THE TASK:
An exact transcription of the lines below, from the first through the one containing "of encoded bytes.", is the only output wanted.

* * * *

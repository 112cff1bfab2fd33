//! # Transport events
//!
//! Side channel reporting per-operation outcomes and durations. The library emits these events
//! but never interprets them.

use std::fmt::{Debug, Formatter};
use std::sync::Arc;
use std::time::Duration;

use crate::io::ConnectionInfo;

/// Transport-level event.
#[derive(Clone, Debug, PartialEq, Eq)]
pub enum TransportEvent {
    /// Connect attempt started.
    ConnectStart,
    /// Connect attempt succeeded.
    ConnectSuccess {
        /// Time spent connecting.
        duration: Duration,
    },
    /// Connect attempt failed.
    ConnectFailed {
        /// Time spent before failure.
        duration: Duration,
    },
    /// Bytes were read from the socket.
    BytesRead {
        /// Number of bytes.
        count: usize,
    },
    /// Item was encoded into the write buffer.
    WriteSuccess {
        /// Number of encoded bytes.
        bytes: usize,
    },
    /// Buffered writes were flushed to the socket.
    FlushSuccess {
        /// Time spent flushing.
        duration: Duration,
    },
    /// Flush failed.
    FlushFailed {
        /// Time spent before failure.
        duration: Duration,
    },
    /// Channel was closed.
    CloseSuccess {
        /// Time between close request and teardown completion.
        duration: Duration,
    },
    /// Pooled connection was explicitly discarded by its holder.
    PooledConnectionEviction,
}

/// Receiver of [`TransportEvent`]s.
///
/// Implemented for closures with matching signature.
pub trait TransportEventListener: Send + Sync {
    /// Called synchronously on the task that produced the event.
    fn on_event(&self, info: &ConnectionInfo, event: &TransportEvent);
}

impl<F> TransportEventListener for F
where
    F: Fn(&ConnectionInfo, &TransportEvent) + Send + Sync,
{
    fn on_event(&self, info: &ConnectionInfo, event: &TransportEvent) {
        self(info, event)
    }
}

/// Optional shared listener.
#[derive(Clone, Default)]
pub struct TransportEvents {
    listener: Option<Arc<dyn TransportEventListener>>,
}

impl TransportEvents {
    /// Wraps a listener.
    pub fn new(listener: Arc<dyn TransportEventListener>) -> Self {
        Self {
            listener: Some(listener),
        }
    }

    /// Listener that drops all events.
    pub fn none() -> Self {
        Self::default()
    }

    pub(crate) fn emit(&self, info: &ConnectionInfo, event: TransportEvent) {
        if let Some(listener) = &self.listener {
            listener.on_event(info, &event);
        }
    }
}

impl Debug for TransportEvents {
    fn fmt(&self, f: &mut Formatter<'_>) -> std::fmt::Result {
        f.debug_struct("TransportEvents")
            .field("enabled", &self.listener.is_some())
            .finish()
    }
}
use std::sync::Arc;
use std::time::Instant;

use tokio::sync::Barrier;

use backflow::pool::PoolStateChange;
use backflow::utils::mpmc;

/// Fans `n_iter` state changes out to `n_receivers` tasks.
pub async fn benchmark_mpmc_broadcast(n_receivers: usize, n_iter: usize) {
    let (tx, rx) = mpmc::channel(n_iter.max(1));
    let start = Arc::new(Barrier::new(n_receivers + 1));

    let handles: Vec<_> = (0..n_receivers)
        .map(|_| {
            let mut rx = rx.clone();
            let start = start.clone();
            tokio::spawn(async move {
                start.wait().await;
                for _ in 0..n_iter {
                    rx.recv().await.unwrap();
                }
            })
        })
        .collect();
    drop(rx);

    start.wait().await;
    let started = Instant::now();
    for i in 0..n_iter {
        let change = if i % 2 == 0 {
            PoolStateChange::AcquireAttempted
        } else {
            PoolStateChange::AcquireSucceeded
        };
        tx.send(change);
    }
    for handle in handles {
        handle.await.unwrap();
    }

    log::info!(
        "[benchmark_mpmc_broadcast] send {n_iter} state changes to {n_receivers} receivers: {}s",
        started.elapsed().as_secs_f32()
    )
}

/// Collects state changes from `n_senders` tasks sending `n_iter` values each.
pub async fn benchmark_mpmc_collect(n_senders: usize, n_iter: usize) {
    let (tx, mut rx) = mpmc::channel(n_senders * n_iter);
    let start = Arc::new(Barrier::new(n_senders + 1));

    for _ in 0..n_senders {
        let tx = tx.clone();
        let start = start.clone();
        tokio::spawn(async move {
            start.wait().await;
            for _ in 0..n_iter {
                tx.send(PoolStateChange::ReleaseSucceeded);
            }
        });
    }

    start.wait().await;
    let started = Instant::now();
    for _ in 0..n_senders * n_iter {
        rx.recv().await.unwrap();
    }

    log::info!(
        "[benchmark_mpmc_collect] {n_iter} per {n_senders} senders to a single receiver: {}s",
        started.elapsed().as_secs_f32()
    )
}
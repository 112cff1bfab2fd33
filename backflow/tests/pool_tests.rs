use std::sync::atomic::{AtomicBool, AtomicUsize, Ordering};
use std::sync::{Arc, Once};
use std::time::Duration;

use backflow::io::{Lines, MemoryChannelFactory, MemoryPeers};
use backflow::pool::{
    ConnectionPool, IdleCleanup, MaxConnectionsStrategy, PoolConfig, PoolConfigBuilder,
    PoolStateChange,
};
use backflow::runtime::EventLoopProvider;
use backflow::Error;
use tokio_stream::StreamExt;

static INIT_LOGGER: Once = Once::new();
const LOG_LEVEL: log::LevelFilter = log::LevelFilter::Debug;

fn init_logger() {
    INIT_LOGGER.call_once(|| {
        env_logger::builder()
            // Suppress everything below `warn` for third-party modules
            .filter_level(log::LevelFilter::Warn)
            // Allow everything above `LOG_LEVEL` from current package
            .filter_module(env!("CARGO_PKG_NAME"), LOG_LEVEL)
            .is_test(true)
            .init();
    });
}

fn make_pool(config: PoolConfigBuilder) -> (ConnectionPool<String, String>, MemoryPeers) {
    init_logger();
    let (factory, peers) = MemoryChannelFactory::new(Lines::new());
    let pool = ConnectionPool::new(factory, config.build().unwrap()).unwrap();
    (pool, peers)
}

#[tokio::test(flavor = "multi_thread", worker_threads = 4)]
async fn permits_are_conserved_under_concurrent_load() {
    const MAX_CONNECTIONS: usize = 4;

    let strategy = Arc::new(MaxConnectionsStrategy::new(MAX_CONNECTIONS));
    let (pool, _peers) = make_pool(
        PoolConfig::builder()
            .limit_strategy(strategy.clone())
            .idle_cleanup(IdleCleanup::Disabled),
    );

    let tasks: Vec<_> = (0..16)
        .map(|task| {
            let pool = pool.clone();
            let strategy = strategy.clone();
            tokio::spawn(async move {
                let mut acquired = 0;
                for round in 0..50 {
                    match pool.acquire().await {
                        Ok(connection) => {
                            acquired += 1;
                            match (task + round) % 3 {
                                0 => pool.release(connection).unwrap(),
                                1 => pool.discard(connection).unwrap(),
                                _ => drop(connection),
                            }
                        }
                        Err(Error::PoolExhausted) => tokio::task::yield_now().await,
                        Err(err) => panic!("unexpected acquire error: {err}"),
                    }
                    assert!(strategy.outstanding_permits() <= MAX_CONNECTIONS);
                }
                acquired
            })
        })
        .collect();

    let mut acquired = 0;
    for task in tasks {
        acquired += task.await.unwrap();
    }
    assert!(acquired > 0);

    pool.shutdown();
    assert_eq!(strategy.permits_granted(), strategy.permits_returned());
    assert_eq!(strategy.outstanding_permits(), 0);
    assert_eq!(pool.stats().total_connections, 0);
    assert_eq!(pool.stats().pending_acquires, 0);
    assert_eq!(pool.stats().pending_releases, 0);
}

#[tokio::test(flavor = "multi_thread", worker_threads = 4)]
async fn acquire_racing_sweep_never_gets_expired_connection() {
    let (pool, _peers) = make_pool(
        PoolConfig::builder()
            .max_connections(4)
            .max_idle_time(Duration::from_millis(20))
            .cleanup_floor(Duration::from_millis(5))
            .idle_cleanup(IdleCleanup::Custom(EventLoopProvider::current().unwrap())),
    );

    for _ in 0..5 {
        let mut connections = Vec::new();
        for _ in 0..4 {
            connections.push(pool.acquire().await.unwrap());
        }
        drop(connections);
        assert_eq!(pool.idle_count(), 4);
        tokio::time::sleep(Duration::from_millis(25)).await;

        let sweep = {
            let pool = pool.clone();
            tokio::spawn(async move { pool.evict_expired() })
        };
        let acquires: Vec<_> = (0..4)
            .map(|_| {
                let pool = pool.clone();
                tokio::spawn(async move {
                    let connection = pool.acquire().await.unwrap();
                    assert!(connection.is_usable());
                    connection
                })
            })
            .collect();

        sweep.await.unwrap();
        for acquire in acquires {
            drop(acquire.await.unwrap());
        }
        assert!(pool.stats().total_connections <= 4);
    }
}

#[tokio::test(flavor = "multi_thread", worker_threads = 2)]
async fn idle_connection_is_found_while_sweeps_run() {
    let (pool, _peers) = make_pool(
        PoolConfig::builder()
            .max_connections(1)
            .idle_cleanup(IdleCleanup::Disabled),
    );
    drop(pool.acquire().await.unwrap());

    let stop = Arc::new(AtomicBool::new(false));
    let sweepers: Vec<_> = (0..3)
        .map(|_| {
            let pool = pool.clone();
            let stop = stop.clone();
            std::thread::spawn(move || {
                while !stop.load(Ordering::Acquire) {
                    assert_eq!(pool.evict_expired(), 0);
                }
            })
        })
        .collect();

    let mut result = Ok(());
    for _ in 0..2_000 {
        match pool.acquire().await {
            Ok(connection) => drop(connection),
            Err(err) => {
                result = Err(err);
                break;
            }
        }
    }

    stop.store(true, Ordering::Release);
    for sweeper in sweepers {
        sweeper.join().unwrap();
    }
    assert!(result.is_ok(), "acquire failed: {result:?}");
    assert_eq!(pool.stats().total_connections, 1);
}

#[tokio::test(start_paused = true)]
async fn released_connection_is_reused_before_connecting() {
    let (pool, _peers) = make_pool(
        PoolConfig::builder()
            .max_connections(1)
            .idle_cleanup(IdleCleanup::Disabled),
    );

    let first = pool.acquire().await.unwrap();
    let id = first.id();
    assert!(matches!(pool.acquire().await, Err(Error::PoolExhausted)));

    pool.release(first).unwrap();
    tokio::time::advance(Duration::from_millis(100)).await;

    let second = pool.acquire().await.unwrap();
    assert_eq!(second.id(), id);
    assert_eq!(pool.stats().total_connections, 1);
}

#[tokio::test(start_paused = true)]
async fn expired_connection_is_swept_and_permit_returned() {
    let (pool, _peers) = make_pool(
        PoolConfig::builder()
            .max_connections(1)
            .max_idle_time(Duration::from_millis(100))
            .idle_cleanup(IdleCleanup::Custom(EventLoopProvider::current().unwrap())),
    );
    let mut changes = pool.state_changes();

    drop(pool.acquire().await.unwrap());
    assert_eq!(pool.available_permits(), 0);

    tokio::time::sleep(Duration::from_millis(250)).await;
    assert_eq!(pool.idle_count(), 0);
    assert_eq!(pool.available_permits(), 1);

    let mut evicted = false;
    while let Ok(Some(change)) =
        tokio::time::timeout(Duration::from_millis(10), changes.next()).await
    {
        evicted |= change == PoolStateChange::ConnectionEviction;
    }
    assert!(evicted);
}

#[tokio::test(flavor = "multi_thread", worker_threads = 4)]
async fn concurrent_shutdown_discards_each_idle_connection_once() {
    let evictions = Arc::new(AtomicUsize::new(0));
    let listener = {
        let evictions = evictions.clone();
        move |change: PoolStateChange| {
            if change == PoolStateChange::ConnectionEviction {
                evictions.fetch_add(1, Ordering::AcqRel);
            }
        }
    };
    let (pool, _peers) = make_pool(
        PoolConfig::builder()
            .idle_cleanup(IdleCleanup::Disabled)
            .listener(Arc::new(listener)),
    );

    let mut connections = Vec::new();
    for _ in 0..8 {
        connections.push(pool.acquire().await.unwrap());
    }
    drop(connections);
    assert_eq!(pool.idle_count(), 8);

    let shutdowns: Vec<_> = (0..8)
        .map(|_| {
            let pool = pool.clone();
            tokio::spawn(async move { pool.shutdown() })
        })
        .collect();
    for shutdown in shutdowns {
        shutdown.await.unwrap();
    }

    assert_eq!(evictions.load(Ordering::Acquire), 8);
    assert_eq!(pool.idle_count(), 0);
    assert!(matches!(pool.acquire().await, Err(Error::PoolShutdown)));
}
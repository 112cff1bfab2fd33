#[cfg(feature = "mpmc")]
pub mod mpmc;
#[cfg(feature = "pool")]
pub mod pool;
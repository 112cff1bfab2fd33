use std::net::{SocketAddr, ToSocketAddrs};
use std::sync::Arc;

use tokio::net::TcpListener;
use tokio_stream::Stream;

use crate::io::channel::Channel;
use crate::io::{
    ChannelConfig, Connection, ConnectionDetails, ConnectionInfo, PipelineConfigurator,
    TransportEvents,
};
use crate::runtime::EventLoopProvider;
use crate::utils::net::resolve_socket_addr;

use crate::prelude::*;

/// TCP server.
///
/// Each accepted socket gets its own channel event loop and is handed out as a [`Connection`].
///
/// # Usage
///
/// ```rust,no_run
/// # #[tokio::main] async fn main() {
/// use backflow::io::{Lines, TcpServer};
/// use tokio_stream::StreamExt;
///
/// let server = TcpServer::bind("127.0.0.1:5600", Lines::new()).await.unwrap();
/// let incoming = server.incoming();
/// tokio::pin!(incoming);
///
/// while let Some(Ok(mut connection)) = incoming.next().await {
///     let mut input = connection.input();
///     while let Some(Ok(line)) = input.next().await {
///         connection.write_and_flush(line).await.unwrap();
///     }
/// }
/// # }
/// ```
pub struct TcpServer<P> {
    listener: TcpListener,
    bind_addr: SocketAddr,
    configurator: Arc<P>,
    transport_events: TransportEvents,
    provider: Option<EventLoopProvider>,
}

impl<P: PipelineConfigurator> TcpServer<P> {
    /// Binds to `addr`.
    ///
    /// Accepts as `addr` anything that implements [`ToSocketAddrs`], prefers IPv4 addresses if
    /// available.
    pub async fn bind(addr: impl ToSocketAddrs, configurator: P) -> Result<Self> {
        let addr = resolve_socket_addr(addr)?;
        let listener = TcpListener::bind(addr).await?;
        let bind_addr = listener.local_addr()?;
        log::debug!("[tcp server {bind_addr}] listening");

        Ok(Self {
            listener,
            bind_addr,
            configurator: Arc::new(configurator),
            transport_events: TransportEvents::none(),
            provider: None,
        })
    }

    /// Sets the transport events listener of accepted channels.
    pub fn with_transport_events(mut self, transport_events: TransportEvents) -> Self {
        self.transport_events = transport_events;
        self
    }

    /// Sets the runtime channel event loops are spawned on.
    pub fn with_provider(mut self, provider: EventLoopProvider) -> Self {
        self.provider = Some(provider);
        self
    }

    /// Address the server is bound to.
    pub fn local_addr(&self) -> SocketAddr {
        self.bind_addr
    }

    /// Waits for the next peer.
    pub async fn accept(&self) -> Result<Connection<P::Read, P::Write>> {
        let (stream, peer_addr) = self.listener.accept().await?;
        let info = ConnectionInfo::new(ConnectionDetails::TcpServer {
            bind_addr: self.bind_addr,
            peer_addr,
        });
        log::debug!("[{info:?}] accepted");

        let mut config = ChannelConfig::default();
        let codec = self.configurator.configure(&mut config);
        let mut channel = Channel::new(stream, codec, info)
            .with_config(config)
            .with_transport_events(self.transport_events.clone());
        if let Some(provider) = &self.provider {
            channel = channel.with_provider(provider.clone());
        }

        channel.connect().await
    }

    /// Stream of accepted connections.
    pub fn incoming(self) -> impl Stream<Item = Result<Connection<P::Read, P::Write>>> {
        async_stream::stream! {
            loop {
                yield self.accept().await;
            }
        }
    }
}
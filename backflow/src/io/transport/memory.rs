//! # In-memory transport
//!
//! Every connect creates a [`tokio::io::duplex`] pipe. The channel side is served by a regular
//! channel event loop, the peer side is published through [`MemoryPeers`].

use std::sync::atomic::{AtomicU64, Ordering};
use std::sync::Arc;
use std::time::Instant;

use async_trait::async_trait;
use tokio::io::DuplexStream;
use tokio::sync::mpsc;

use crate::consts::DEFAULT_MEMORY_TRANSPORT_CAPACITY;
use crate::io::channel::Channel;
use crate::io::{
    ChannelConfig, ChannelFactory, Connection, ConnectionDetails, ConnectionInfo,
    PipelineConfigurator, TransportEvent, TransportEvents,
};
use crate::runtime::EventLoopProvider;

use crate::prelude::*;

/// Factory of in-memory connections.
///
/// # Usage
///
/// ```rust,no_run
/// # #[tokio::main] async fn main() {
/// use backflow::io::{ChannelFactory, Lines, MemoryChannelFactory};
/// use tokio::io::AsyncWriteExt;
/// use tokio_stream::StreamExt;
///
/// let (factory, mut peers) = MemoryChannelFactory::new(Lines::new());
/// let mut connection = factory.connect().await.unwrap();
///
/// let mut peer = peers.next().await.unwrap();
/// peer.stream().write_all(b"hello\n").await.unwrap();
///
/// let mut input = connection.input();
/// assert_eq!(input.next().await.unwrap().unwrap(), "hello");
/// # }
/// ```
pub struct MemoryChannelFactory<P> {
    configurator: Arc<P>,
    capacity: usize,
    seq: AtomicU64,
    peers: mpsc::UnboundedSender<MemoryPeer>,
    transport_events: TransportEvents,
    provider: Option<EventLoopProvider>,
}

impl<P: PipelineConfigurator> MemoryChannelFactory<P> {
    /// Creates a factory and the receiver of peer ends.
    pub fn new(configurator: P) -> (Self, MemoryPeers) {
        let (tx, rx) = mpsc::unbounded_channel();
        let factory = Self {
            configurator: Arc::new(configurator),
            capacity: DEFAULT_MEMORY_TRANSPORT_CAPACITY,
            seq: AtomicU64::new(0),
            peers: tx,
            transport_events: TransportEvents::none(),
            provider: None,
        };
        (factory, MemoryPeers { rx })
    }

    /// Sets the buffer size of created pipes.
    pub fn with_capacity(mut self, capacity: usize) -> Self {
        self.capacity = capacity;
        self
    }

    /// Sets the transport events listener of created channels.
    pub fn with_transport_events(mut self, transport_events: TransportEvents) -> Self {
        self.transport_events = transport_events;
        self
    }

    /// Sets the runtime channel event loops are spawned on.
    pub fn with_provider(mut self, provider: EventLoopProvider) -> Self {
        self.provider = Some(provider);
        self
    }

    /// Number of connections created so far.
    pub fn created(&self) -> u64 {
        self.seq.load(Ordering::Acquire)
    }
}

#[async_trait]
impl<P: PipelineConfigurator> ChannelFactory<P::Read, P::Write> for MemoryChannelFactory<P> {
    async fn connect(&self) -> Result<Connection<P::Read, P::Write>> {
        let seq = self.seq.fetch_add(1, Ordering::AcqRel);
        let info = ConnectionInfo::new(ConnectionDetails::Memory { seq });
        let started = Instant::now();
        self.transport_events
            .emit(&info, TransportEvent::ConnectStart);

        let (local, remote) = tokio::io::duplex(self.capacity);
        if self.peers.send(MemoryPeer { seq, stream: remote }).is_err() {
            log::trace!("[{info:?}] peer receiver is gone, peer end dropped");
        }
        self.transport_events.emit(
            &info,
            TransportEvent::ConnectSuccess {
                duration: started.elapsed(),
            },
        );

        let mut config = ChannelConfig::default();
        let codec = self.configurator.configure(&mut config);
        let mut channel = Channel::new(local, codec, info)
            .with_config(config)
            .with_transport_events(self.transport_events.clone());
        if let Some(provider) = &self.provider {
            channel = channel.with_provider(provider.clone());
        }

        channel.connect().await
    }
}

/// Receiver of peer ends created by a [`MemoryChannelFactory`].
///
/// Implements [`Stream`](tokio_stream::Stream), ends when the factory is dropped.
#[derive(Debug)]
pub struct MemoryPeers {
    rx: mpsc::UnboundedReceiver<MemoryPeer>,
}

impl MemoryPeers {
    /// Returns an already created peer without waiting.
    pub fn try_next(&mut self) -> Option<MemoryPeer> {
        self.rx.try_recv().ok()
    }
}

impl tokio_stream::Stream for MemoryPeers {
    type Item = MemoryPeer;

    fn poll_next(
        self: std::pin::Pin<&mut Self>,
        cx: &mut std::task::Context<'_>,
    ) -> std::task::Poll<Option<MemoryPeer>> {
        self.get_mut().rx.poll_recv(cx)
    }
}

/// Remote end of an in-memory connection.
#[derive(Debug)]
pub struct MemoryPeer {
    seq: u64,
    stream: DuplexStream,
}

impl MemoryPeer {
    /// Sequence number matching [`ConnectionDetails::Memory`] of the channel side.
    pub fn seq(&self) -> u64 {
        self.seq
    }

    /// Peer stream.
    pub fn stream(&mut self) -> &mut DuplexStream {
        &mut self.stream
    }

    /// Consumes the peer and returns its stream.
    pub fn into_stream(self) -> DuplexStream {
        self.stream
    }
}
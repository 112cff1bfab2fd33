//! # Connection pool
//!
//! [`ConnectionPool`] keeps a lock-free queue of idle connections and creates new ones through a
//! [`ChannelFactory`](crate::io::ChannelFactory) when the queue is empty and the
//! [`PoolLimitStrategy`] grants a permit. Admission never waits: an exhausted pool fails the
//! acquire with [`Error::PoolExhausted`](crate::Error::PoolExhausted).
//!
//! Every acquire, release and eviction is reported as a [`PoolStateChange`] to the strategy, to
//! the built-in statistics ([`PoolStats`]), to synchronous [`StateChangeListener`]s and to every
//! [`StateChangeStream`] returned by [`ConnectionPool::state_changes`].
//!
//! Connections that stay idle longer than [`PoolConfig::max_idle_time`] are evicted lazily by
//! acquire and periodically by a background sweep.

mod cleanup;
mod config;
mod connection_pool;
mod event;
mod pooled;
mod stats;
pub(crate) mod strategy;

pub use config::{IdleCleanup, PoolConfig, PoolConfigBuilder};
pub use connection_pool::ConnectionPool;
pub use event::{PoolStateChange, StateChangeListener, StateChangeStream};
pub use pooled::PooledConnection;
pub use stats::PoolStats;
pub use strategy::{MaxConnectionsStrategy, PoolLimitStrategy};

* * * *

SOLVED PROBLEM:
repository 112cff1bfab2fd33
//! # Transport events
//!
//! Side channel reporting per-operation outcomes and durations. The library emits these events
//! but never interprets them.

use std::fmt::{Debug, Formatter};
use std::sync::Arc;
use std::time::Duration;

use crate::io::ConnectionInfo;

/// Transport-level event.
#[derive(Clone, Debug, PartialEq, Eq)]
pub enum TransportEvent {
    /// Connect attempt started.
    ConnectStart,
    /// Connect attempt succeeded.
    ConnectSuccess {
        /// Time spent connecting.
        duration: Duration,
    },
    /// Connect attempt failed.
    ConnectFailed {
        /// Time spent before failure.
        duration: Duration,
    },
    /// Bytes were read from the socket.
    BytesRead {
        /// Number of bytes.
        count: usize,
    },
    /// Item was encoded into the write buffer.
    WriteSuccess {
        /// Number of encoded bytes.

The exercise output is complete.